O resultado das pesquisas não surpreende o radialista Cleber Toffoli, no ar há 20 anos pela Rádio Igapó, de Londrina. “Muita gente liga o rádio porque está sozinha e encontra nele uma companhia. É alguém que entra na minha casa, sem me invadir, e me gratifica com uma boa distração”, conta.
O locutor quase sempre fala com o ouvinte usando linguagem direta, o que gera a sensação de intimidade nas pessoas. Toffoli tem ouvintes que o acompanham há 20 anos. Com tanto tempo e graças ao canal aberto aos ouvintes, ele reconhece muitos deles. “Certa vez, senti falta de um ouvinte que sempre telefonava. Depois soube que ele estava muito doente e mandei um alô no ar. Mesmo muito debilitado, a família contou que ele sorriu ao me ouvir”, conta.

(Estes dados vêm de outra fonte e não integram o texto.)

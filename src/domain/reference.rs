//! Artifact references
//!
//! A reference is a directed edge from one artifact to another, discovered
//! while scanning the artifact's content. References that point at
//! environment-bound compute pools or implicit workspace singletons are kept
//! but flagged as ignored, so they never produce ordering edges.

use std::hash::{Hash, Hasher};

use serde::{Deserialize, Serialize};

use super::artifact::ArtifactKind;

/// Rules deciding which references are flagged as ignored
#[derive(Debug, Clone, PartialEq, Eq, Serialize, Deserialize)]
pub struct IgnoreRules {
    /// Substrings matched case-insensitively against the reference type
    pub type_markers: Vec<String>,

    /// Substrings matched against the referenced name
    pub name_markers: Vec<String>,
}

impl Default for IgnoreRules {
    fn default() -> Self {
        Self {
            type_markers: vec!["sqlpool".to_string(), "bigdatapool".to_string()],
            name_markers: vec!["WorkspaceDefault".to_string()],
        }
    }
}

impl IgnoreRules {
    /// Returns true if a reference with this name and type must not order anything
    pub fn is_ignored(&self, name: &str, reference_type: &str) -> bool {
        let lowered = reference_type.to_lowercase();
        let pool_type = self
            .type_markers
            .iter()
            .any(|marker| lowered.contains(&marker.to_lowercase()));

        pool_type || self.name_markers.iter().any(|marker| name.contains(marker.as_str()))
    }
}

/// A reference from one artifact to another
///
/// Equality and hashing only consider `name` and `reference_type`; the
/// ignore flag is a classification, not part of the identity.
#[derive(Debug, Clone, Serialize, Deserialize)]
pub struct ArtifactReference {
    /// Name of the referenced artifact
    pub name: String,

    /// Reference type as written in the source (e.g. `LinkedServiceReference`)
    #[serde(rename = "type")]
    pub reference_type: String,

    /// Excluded from ordering constraints
    #[serde(default)]
    pub ignore: bool,
}

impl ArtifactReference {
    /// Creates a reference that takes part in ordering
    pub fn new(name: impl Into<String>, reference_type: impl Into<String>) -> Self {
        Self {
            name: name.into(),
            reference_type: reference_type.into(),
            ignore: false,
        }
    }

    /// Creates a reference and classifies it against the ignore rules
    pub fn classified(
        name: impl Into<String>,
        reference_type: impl Into<String>,
        rules: &IgnoreRules,
    ) -> Self {
        let mut reference = Self::new(name, reference_type);
        reference.ignore = rules.is_ignored(&reference.name, &reference.reference_type);
        reference
    }

    /// Creates a reference that is kept but never orders anything
    pub fn ignored(name: impl Into<String>, reference_type: impl Into<String>) -> Self {
        Self {
            ignore: true,
            ..Self::new(name, reference_type)
        }
    }

    /// Returns the graph key of the artifact this reference points at
    ///
    /// Typed references resolve within their kind; untyped ones, such as
    /// `DependsOn` entries, resolve by bare name.
    pub fn target_key(&self) -> String {
        match ArtifactKind::from_reference_type(&self.reference_type) {
            Some(kind) => kind.key_for(&self.name),
            None => self.name.clone(),
        }
    }

    /// Returns the pluralised resource segment for this reference type
    ///
    /// `DatasetReference` becomes `datasets`, `LinkedServiceReference`
    /// becomes `linkedServices`.
    pub fn arm_type_segment(&self) -> String {
        let mut chars = self.reference_type.chars();
        let camel = match chars.next() {
            Some(first) => first.to_lowercase().chain(chars).collect::<String>(),
            None => String::new(),
        };

        let mut segment = camel.replace("Reference", "");
        segment.push('s');
        segment
    }

    /// Formats the reference as an ARM dependency path under `prefix`
    pub fn format_arm_path(&self, prefix: &str) -> String {
        format!("{}/{}/{}", prefix, self.arm_type_segment(), self.name)
    }
}

impl PartialEq for ArtifactReference {
    fn eq(&self, other: &Self) -> bool {
        self.name == other.name && self.reference_type == other.reference_type
    }
}

impl Eq for ArtifactReference {}

impl Hash for ArtifactReference {
    fn hash<H: Hasher>(&self, state: &mut H) {
        self.name.hash(state);
        self.reference_type.hash(state);
    }
}
//! cloudforge - Dependency-aware deployments for Azure Synapse
//!
//! Turns a Synapse workspace export into an ARM template whose `dependsOn`
//! lists follow the artifact dependency graph, and runs SQL migrations and
//! ETL object refreshes in dependency order against a tracked database.

pub mod arm;
pub mod cli;
pub mod domain;
pub mod migrate;
pub mod storage;

pub use domain::{Artifact, ArtifactGraph, ArtifactKind, ArtifactReference, GraphError};
//! # SQL Migration Execution
//!
//! Applies SQL scripts to a database in a safe order.
//!
//! ## Stages
//!
//! | Stage | Source | Order | Ledger |
//! |-------|--------|-------|--------|
//! | Initial setup | `dbo_initial_setup.sql` | first, fatal on failure | no |
//! | Migrations | `migrations/*.sql` | name order, then `DependsOn` | yes |
//! | ETL objects | `etl/*.sql` | `DependsOn` | no, refreshed on every run |
//!
//! Scripts are split into batches on `GO` lines and every batch goes through
//! one exclusive [`ScriptRunner`].

mod executor;
mod ledger;
mod runner;

pub use executor::{
    Confirm, ExecutorError, ExecutorOptions, FailurePolicy, MigrationExecutor, MigrationPlan,
    RunReport, ScriptSet, Stage, StdinConfirm, StepOutcome, StepReport,
};
pub use ledger::{ControlTableLedger, Ledger, MemoryLedger, APPLIED_FORMAT, DEFAULT_CONTROL_TABLE};
pub use runner::{run_script, split_batches, Row, Rows, RunnerError, ScriptRunner, SqlValue, SqliteRunner};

Avaliando algumas características do rádio, é possível compreender o resultado da pesquisa. “É um meio que cria muita proximidade com o ouvinte, se tornando mesmo um companheiro para as horas de solidão. Tem muita gente que conversa com o rádio”, explica a professora da Universidade Federal do Paraná Flávia Bes­­palhok, estudiosa do veículo.
Por acionar apenas um dos sentidos do ser humano, o rádio provoca imagens mentais, aguça a criatividade e a imaginação. De acordo com a professora, os quatro elementos da linguagem radiofônica – voz, música, efeitos sonoros e silêncio – conjugados provocam as mais diversas sensações no ouvinte. “É um conjunto de fatores que envolve quem escuta como qualquer interlocutor”, afirma.
Música
Dentre esses elementos, talvez seja a música o que tem a maior parcela de responsabilidade no nível de felicidade detectado pela pesquisa nos consumidores do rádio. Que a música pode relaxar, trazer antigas lembranças e aguçar emoções, ninguém duvida. Mas os inúmeros benefícios que ela pode trazer à saúde ainda estão, aos poucos, sendo descobertos. A sabedoria popular parece realmente estar certa neste caso porque, a cada dia, novos estudos confirmam que quem canta seus males espanta.
E não só quem canta. Na Associação de Assistência à Criança Deficiente (AACD), a atividade de fazer música promove maior consciência do corpo e dos sentidos. Produzindo sons, crianças e adultos, vítimas de paralisias e traumas, trabalham o desenvolvimento cognitivo, distrofias neuromusculares e sequelas de acidentes vasculares cerebrais. “A musicoterapia tem vários métodos. No nosso caso, usamos a questão rítmica para ajudar nos problemas motores”, conta a psicóloga da associação, Clara Ikuta.
A musicoterapia é um processo sistemático de intervenção, que usa como base o histórico musical do paciente. “É um tratamento muito personalizado porque parte das experiências musicais de cada um. E os efeitos provocados por cada tipo de música são diferentes em cada pessoa”, explica a musicoterapeuta Marília Lopes, coordenadora do curso de especialização em Música e Saúde, da Unifil, em Londrina. Segundo ela, é possível aplicar a música em tratamentos de qualquer área, inclusive odontológicos. “É cientificamente comprovado que a música atua sobre os níveis hormonais do ser humano, interferindo na qualidade de vida, no sono e no humor.”